According to a recent report by The New York Times, the U.S. Department of Housing and Urban Development (HUD) administers a government-backed mortgage program for residential care facilities. Under what is known as a Section 232 loan agreement, HUD has the authority to guarantee bank loans made to nursing homes for the purposes of purchasing, refinancing, constructing, or substantially rehabilitating a facility. However, the financial guarantee is not without conditions. Nursing home owners must adhere to certain requirements, such as reporting problematic surveys and fines, as well as working with HUD to establish an action plan for removing a nursing home from the Special Focus Facility list.

The Times reports that the program currently guarantees $20 billion in mortgages for 2,300 nursing homes—or about 15 percent of nursing homes nationwide. The Times’ analysis shows that these nursing homes are “more likely to receive one-or-two-star ratings from Medicare than other nursing homes.” Unfortunately, The Times also notes that, “[b]y the government’s own admission, the federal agency’s stewardship of the program has been haphazard.” Reports on the program spanning several decades indicate poor oversight. For example, The Times identifies a 1995 Government Accountability Office (GAO) report which documents that staff do not focus on “nursing home loans unless financial trouble appears imminent or a default occurs.” The Times also points to a recent report by the HUD Inspector General finding that HUD failed to “penalize operators that did not submit accurate and complete data in a timely manner.”

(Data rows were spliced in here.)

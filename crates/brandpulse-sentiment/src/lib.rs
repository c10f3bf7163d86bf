//! Reddit brand-mention collection and sentiment scoring.
//!
//! Searches each tracked subreddit for each tracked brand, scores new posts
//! with a lexicon-and-rule polarity scorer, and appends them to the mention
//! store.

pub mod error;
pub mod pipeline;
pub mod scorer;
pub mod sources;
pub mod types;

mod lexicon;

pub use error::{PipelineError, SentimentError};
pub use pipeline::{run_update_pipeline, NoNewDataReason, PipelineOutcome};
pub use scorer::{polarity, score_mentions};
pub use sources::{fetch_mentions, RedditClient, SearchApi, UnavailableSource};
pub use types::{FetchReport, PairOutcome, RedditCredentials};
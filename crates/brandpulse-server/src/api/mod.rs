mod filters;
mod mentions;
mod summary;

use std::sync::Arc;

use axum::{
    extract::State,
    http::{header, HeaderName, Method, StatusCode},
    response::{Html, IntoResponse},
    routing::{get, post},
    Extension, Json, Router,
};
use brandpulse_core::{Mention, Outcome};
use chrono::{DateTime, Utc};
use serde::Serialize;
use tower::ServiceBuilder;
use tower_http::cors::CorsLayer;
use tower_http::trace::TraceLayer;

use crate::dashboard::{Dataset, DatasetCache, FilterOptions, FilterQuery, MentionFilter};
use crate::middleware::{request_id, RequestId};

pub(crate) const NO_DATA_MESSAGE: &str = "No data found! Please run the data scraper first.";
pub(crate) const NO_MATCH_MESSAGE: &str = "No data matches your filters. Try adjusting your selection.";

const INDEX_HTML: &str = include_str!("../../static/index.html");

#[derive(Clone)]
pub struct AppState {
    pub cache: Arc<DatasetCache>,
}

#[derive(Debug, Serialize)]
pub struct ApiResponse<T: Serialize> {
    pub data: T,
    pub meta: ResponseMeta,
}

#[derive(Debug, Serialize)]
pub struct ResponseMeta {
    pub request_id: String,
    pub timestamp: DateTime<Utc>,
}

#[derive(Debug, Serialize)]
pub struct ApiError {
    pub error: ErrorBody,
    pub meta: ResponseMeta,
}

#[derive(Debug, Serialize)]
pub struct ErrorBody {
    pub code: String,
    pub message: String,
}

#[derive(Debug, Serialize, PartialEq, Eq)]
struct HealthData {
    status: &'static str,
    database: &'static str,
    records: i64,
}

impl ResponseMeta {
    pub(super) fn new(request_id: String) -> Self {
        Self {
            request_id,
            timestamp: Utc::now(),
        }
    }
}

impl<T: Serialize> ApiResponse<T> {
    pub(super) fn new(data: T, request_id: String) -> Json<Self> {
        Json(Self {
            data,
            meta: ResponseMeta::new(request_id),
        })
    }
}

impl ApiError {
    pub fn new(
        request_id: impl Into<String>,
        code: impl Into<String>,
        message: impl Into<String>,
    ) -> Self {
        Self {
            error: ErrorBody {
                code: code.into(),
                message: message.into(),
            },
            meta: ResponseMeta::new(request_id.into()),
        }
    }

    pub(super) fn no_data(request_id: impl Into<String>) -> Self {
        Self::new(request_id, "no_data", NO_DATA_MESSAGE)
    }
}

impl IntoResponse for ApiError {
    fn into_response(self) -> axum::response::Response {
        let status = match self.error.code.as_str() {
            "no_data" | "not_found" => StatusCode::NOT_FOUND,
            "bad_request" | "validation_error" => StatusCode::BAD_REQUEST,
            _ => StatusCode::INTERNAL_SERVER_ERROR,
        };
        (status, Json(self)).into_response()
    }
}

/// The loaded dataset with a resolved filter applied on demand.
pub(super) struct View {
    pub dataset: Arc<Dataset>,
    pub filter: MentionFilter,
    pub warning: Option<String>,
}

impl View {
    pub(super) fn rows(&self) -> Vec<&Mention> {
        self.filter.apply(&self.dataset.mentions)
    }

    /// `(empty, warning)` for a filtered result set.
    pub(super) fn notice(&self, matched: usize) -> (bool, Option<String>) {
        if matched == 0 {
            (true, Some(NO_MATCH_MESSAGE.to_string()))
        } else {
            (false, self.warning.clone())
        }
    }
}

pub(super) async fn load_options(
    state: &AppState,
    req_id: &str,
) -> Result<(Arc<Dataset>, FilterOptions), ApiError> {
    let dataset = state.cache.get().await;
    let options = FilterOptions::from_mentions(&dataset.mentions, dataset.last_updated)
        .ok_or_else(|| ApiError::no_data(req_id))?;
    Ok((dataset, options))
}

pub(super) async fn load_view(
    state: &AppState,
    req_id: &str,
    query: &FilterQuery,
) -> Result<View, ApiError> {
    let (dataset, options) = load_options(state, req_id).await?;
    let resolved = MentionFilter::resolve(query, &options)
        .map_err(|reason| ApiError::new(req_id, "validation_error", reason))?;
    Ok(View {
        dataset,
        filter: resolved.filter,
        warning: resolved.warning,
    })
}

fn build_cors() -> CorsLayer {
    CorsLayer::new()
        .allow_origin(tower_http::cors::Any)
        .allow_methods([Method::GET, Method::POST])
        .allow_headers([header::CONTENT_TYPE, HeaderName::from_static("x-request-id")])
}

pub fn build_app(state: AppState) -> Router {
    Router::new()
        .route("/", get(index))
        .route("/api/v1/health", get(health))
        .route("/api/v1/filters", get(filters::get_filters))
        .route("/api/v1/summary", get(summary::get_summary))
        .route("/api/v1/top-posts", get(summary::get_top_posts))
        .route("/api/v1/mentions", get(mentions::list_mentions))
        .route("/api/v1/export.csv", get(mentions::export_csv))
        .route("/api/v1/refresh", post(filters::refresh))
        .layer(
            ServiceBuilder::new()
                .layer(TraceLayer::new_for_http())
                .layer(build_cors())
                .layer(axum::middleware::from_fn(request_id)),
        )
        .with_state(state)
}

async fn index() -> Html<&'static str> {
    Html(INDEX_HTML)
}

async fn health(
    State(state): State<AppState>,
    Extension(req_id): Extension<RequestId>,
) -> impl IntoResponse {
    let meta = ResponseMeta::new(req_id.0);

    match state.cache.store().count().await {
        Outcome::Failed(reason) => {
            tracing::warn!(error = %reason, "health check: database unreadable");
            (
                StatusCode::SERVICE_UNAVAILABLE,
                Json(ApiResponse {
                    data: HealthData {
                        status: "degraded",
                        database: "unavailable",
                        records: 0,
                    },
                    meta,
                }),
            )
        }
        outcome => (
            StatusCode::OK,
            Json(ApiResponse {
                data: HealthData {
                    status: "ok",
                    database: if outcome.is_empty() { "empty" } else { "ok" },
                    records: outcome.into_value(),
                },
                meta,
            }),
        ),
    }
}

As The Times’ report highlights, the recent collapse of a Chicago-based nursing home operator demonstrates the program’s problems. The owners stopped making payments on the mortgage of “their crown jewel, the Rosewood Care Centers, barely a year after buying it in 2013 . . . some money meant for the 13 nursing homes and assisted-living facilities went to prop up another investment.” Ultimately, the business defaulted on $146 million in HUD-backed loans in 2018—the biggest failure in the history of the program. The Times adds that, in addition to covering the defaulted mortgages, HUD has spent $15 million since August 2018 keeping the facilities operating.

Consumers deserve transparency and quality. When nursing homes depend on public funds through HUD, the public, in turn, has the right to expect that the nursing homes will use the funds appropriately and provide care that meets federal standards. The Section 232 program needs greater transparency and recognition of quality standards. The Center for Medicare Advocacy and the Long Term Care Community Coalition hope to work with HUD to ensure that the government holds nursing homes accountable for both taxpayer funds and resident care.


For additional information and resources, please visit
www.nursinghome411.org and www.medicareadvocacy.org.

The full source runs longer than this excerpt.